Actually,
 
ImpulseC is a ANSI C compiler.  It is a real C99 compiler, that is also a cross 
compiler.  The issue is that we need to treat this compiler as a black box.  
Let it do the difficult work.  Is there a way to extend ECL to consider the 
possibility of supporting the ImpulseC environment??  
 
ImpulseC does indeed generate executable files to simulate a program operating 
within a FPGA.  It does generate an executable file, like a standard C compiler 
!!!  
 
 
ImpulseC is an environment that allows for a  program to be partitioned between 
a hardware creation and a software entity.  You can partition the most 
computational extensive parts into C source files hat will be generate into 
VHDL or Verilog for multiple different types of FPGA devices.  The limitations 
on the C hardware source file is close to the full featured ANSI C on a 
standard processor.  
 
Please take  look at www.impulsec.com  
 
 
Is anyone interested ??
 
David Blubaugh
 
 
  
 


--- On Mon, 1/24/11, Juan Jose Garcia-Ripoll 
<juanjose.garciarip...@googlemail.com> wrote:


From: Juan Jose Garcia-Ripoll <juanjose.garciarip...@googlemail.com>
Subject: Re: [Ecls-list] CRITICAL NEED FOR HELP
To: "David Blubaugh" <davidblubaugh2...@yahoo.com>
Cc: ecls-list@lists.sourceforge.net
Date: Monday, January 24, 2011, 5:08 AM


On Mon, Jan 24, 2011 at 6:40 AM, David Blubaugh <davidblubaugh2...@yahoo.com> 
wrote:
>
> To All,
> 
> I was wondering if it was possible to extend support for the ImpulseC C 
> compiler codeveloper environment ???
> > What would be the first steps necessary to make this a reality ??

At first I thought it is an ordinary C compiler, but it seems it is not, being 
rather speciallized for FPGA hardware.
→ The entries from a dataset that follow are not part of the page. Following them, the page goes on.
//! Backend timeouts chosen by task type

use std::collections::BTreeMap;
use std::time::Duration;

use serde::{Deserialize, Serialize};
use tracing::debug;

/// The `timeouts` config section
#[derive(Debug, Clone, PartialEq, Serialize, Deserialize)]
#[serde(default)]
pub struct TimeoutPolicy {
    /// Start-to-close timeout for one backend call
    #[serde(rename = "default-ms")]
    pub default_ms: u64,

    /// Overrides keyed by task type, e.g. `refactor: 3600000`
    #[serde(rename = "per-task-type")]
    pub per_task_type: BTreeMap<String, u64>,
}

impl Default for TimeoutPolicy {
    fn default() -> Self {
        Self {
            default_ms: 30 * 60 * 1000,
            per_task_type: BTreeMap::new(),
        }
    }
}

impl TimeoutPolicy {
    /// Timeout for a backend call; an explicit override wins over the task type
    pub fn backend_timeout(&self, task_type: Option<&str>, override_ms: Option<u64>) -> Duration {
        let ms = override_ms
            .or_else(|| task_type.and_then(|t| self.per_task_type.get(t).copied()))
            .unwrap_or(self.default_ms);
        debug!(?task_type, ?override_ms, ms, "TimeoutPolicy::backend_timeout: called");
        Duration::from_millis(ms.max(1))
    }
}

#[cfg(test)]
mod tests {
    use super::*;

    #[test]
    fn test_timeout_resolution_order() {
        let mut policy = TimeoutPolicy {
            default_ms: 1000,
            ..Default::default()
        };
        policy.per_task_type.insert("refactor".to_string(), 5000);

        assert_eq!(policy.backend_timeout(None, None), Duration::from_millis(1000));
        assert_eq!(policy.backend_timeout(Some("bugfix"), None), Duration::from_millis(1000));
        assert_eq!(policy.backend_timeout(Some("refactor"), None), Duration::from_millis(5000));
        assert_eq!(policy.backend_timeout(Some("refactor"), Some(200)), Duration::from_millis(200));
    }

    #[test]
    fn test_deserialize() {
        let yaml = r#"
default-ms: 60000
per-task-type:
  docs: 120000
"#;
        let policy: TimeoutPolicy = serde_yaml::from_str(yaml).unwrap();
        assert_eq!(policy.default_ms, 60000);
        assert_eq!(policy.per_task_type["docs"], 120000);
    }
}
This means that it has to work in 
cross-compilation mode, as the executables it produces can not be run on the 
platform where compilation happens. Problems I foresee:

* Limited library support. Probably not all of POSIX
* Porting the garbage collector
* Ensuring that the GMP library builds in C mode.
* Integrating this with the Autoconf build process
* Bootstrapping. This would normally work in cross-compilation by using another 
copy of ECL to build the C sources. Since the C sources depend on platform 
details,  it is a quite delicate process.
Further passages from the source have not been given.